While it did well at the box-office, it still fell short of the high expectations Universal had, probably because of the declining market for black-oriented films at the time.

Since the film's initial release, it has had a small but constant following as a cult film, some notable disciples including Michael Bay and Sandford Bay. The film won the Best Music Award and the Technical Grand Prize at the 1977 Cannes Film Festival plus a nomination for the Palme d'Or. In the same year it was nominated for a Golden Globe, plus it won a Grammy for Best Album of Original Score written for a Motion Picture or Television Special.

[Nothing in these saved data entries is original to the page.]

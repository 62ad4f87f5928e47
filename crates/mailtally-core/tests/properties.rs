//! Aggregation and threshold properties.

#![allow(clippy::unwrap_used)]

use mailtally_core::{FolderReport, MessageRecord, OutlierDetector, StatisticsAggregator};
use mailtally_imap::{Flag, Flags};
use proptest::prelude::*;

fn report(index: usize, messages: &[(u64, bool)]) -> FolderReport {
    let name = format!("Folder{index}");
    let mut report = FolderReport::empty(name.clone(), name.clone());
    for (seq, &(size, seen)) in (1u32..).zip(messages) {
        let flags: Flags = if seen { [Flag::Seen].into_iter().collect() } else { Flags::new() };
        report.push(MessageRecord {
            sequence_id: seq,
            uid: None,
            folder: name.clone(),
            mailbox: name.clone(),
            size_bytes: Some(size),
            internal_date: None,
            flags,
        });
    }
    report
}

fn folders() -> impl Strategy<Value = Vec<Vec<(u64, bool)>>> {
    prop::collection::vec(
        prop::collection::vec((0u64..50_000_000, any::<bool>()), 0..20),
        0..8,
    )
}

proptest! {
    #[test]
    fn aggregation_is_additive(folders in folders(), split in any::<prop::sample::Index>()) {
        let reports: Vec<_> = folders.iter().enumerate().map(|(i, m)| report(i, m)).collect();

        let mut whole = StatisticsAggregator::new();
        for r in &reports {
            whole.add_folder(r.clone());
        }

        let at = if reports.is_empty() { 0 } else { split.index(reports.len() + 1) };
        let mut left = StatisticsAggregator::new();
        let mut right = StatisticsAggregator::new();
        for r in reports[at..].iter().rev() {
            right.add_folder(r.clone());
        }
        for r in &reports[..at] {
            left.add_folder(r.clone());
        }
        right.merge(left);

        let (a, b) = (whole.totals(), right.totals());
        prop_assert_eq!(a.total_messages, b.total_messages);
        prop_assert_eq!(a.total_unread, b.total_unread);
        prop_assert_eq!(a.total_size_bytes, b.total_size_bytes);
        prop_assert_eq!(
            a.total_messages,
            a.per_folder.iter().map(|f| f.message_count).sum::<u64>()
        );
        prop_assert_eq!(
            a.total_size_bytes,
            whole.messages().map(|m| m.size_bytes.unwrap_or(0)).sum::<u64>()
        );
    }

    #[test]
    fn threshold_grows_with_a_new_largest_outlier(
        sizes in prop::collection::vec(0u64..10_000_000, 1..50),
        extra in 1u64..10_000_000,
    ) {
        let detector = OutlierDetector::new();
        let before = detector.threshold(&sizes).unwrap();
        let max = sizes.iter().copied().max().unwrap();

        let mut grown = sizes.clone();
        grown.push(max.max(before) + extra);
        let after = detector.threshold(&grown).unwrap();
        prop_assert!(after >= before, "{} < {}", after, before);
    }

    #[test]
    fn threshold_ignores_order(
        mut sizes in prop::collection::vec(0u64..u64::from(u32::MAX), 1..50)
    ) {
        let detector = OutlierDetector::new();
        let forward = detector.threshold(&sizes);
        sizes.reverse();
        prop_assert_eq!(forward, detector.threshold(&sizes));
    }
}

#[test]
fn appending_above_the_maximum_alone_can_lower_the_threshold() {
    let mut sizes = vec![0u64];
    sizes.extend(std::iter::repeat_n(1000, 100));
    let detector = OutlierDetector::new();
    let before = detector.threshold(&sizes).unwrap();

    sizes.push(1001);
    let after = detector.threshold(&sizes).unwrap();
    assert_eq!(before, 1188);
    assert_eq!(after, 1187);
}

Gay film historian Vito Russo cites the character Lindy, played by Antonio Fargas, as being both funny and challenging through his gay militancy. Russo deems Lindy's response to the militant Abdullah as being potentially revolutionary had it not been placed strictly within a comedic context. African American cultural critic Angela Nelson identifies Lindy as a "sophisticated sissy." The "sophisticated sissy" characterization is often used as an easy contrast to the "appropriate" masculine behaviour that heterosexual black male characters are expected to display.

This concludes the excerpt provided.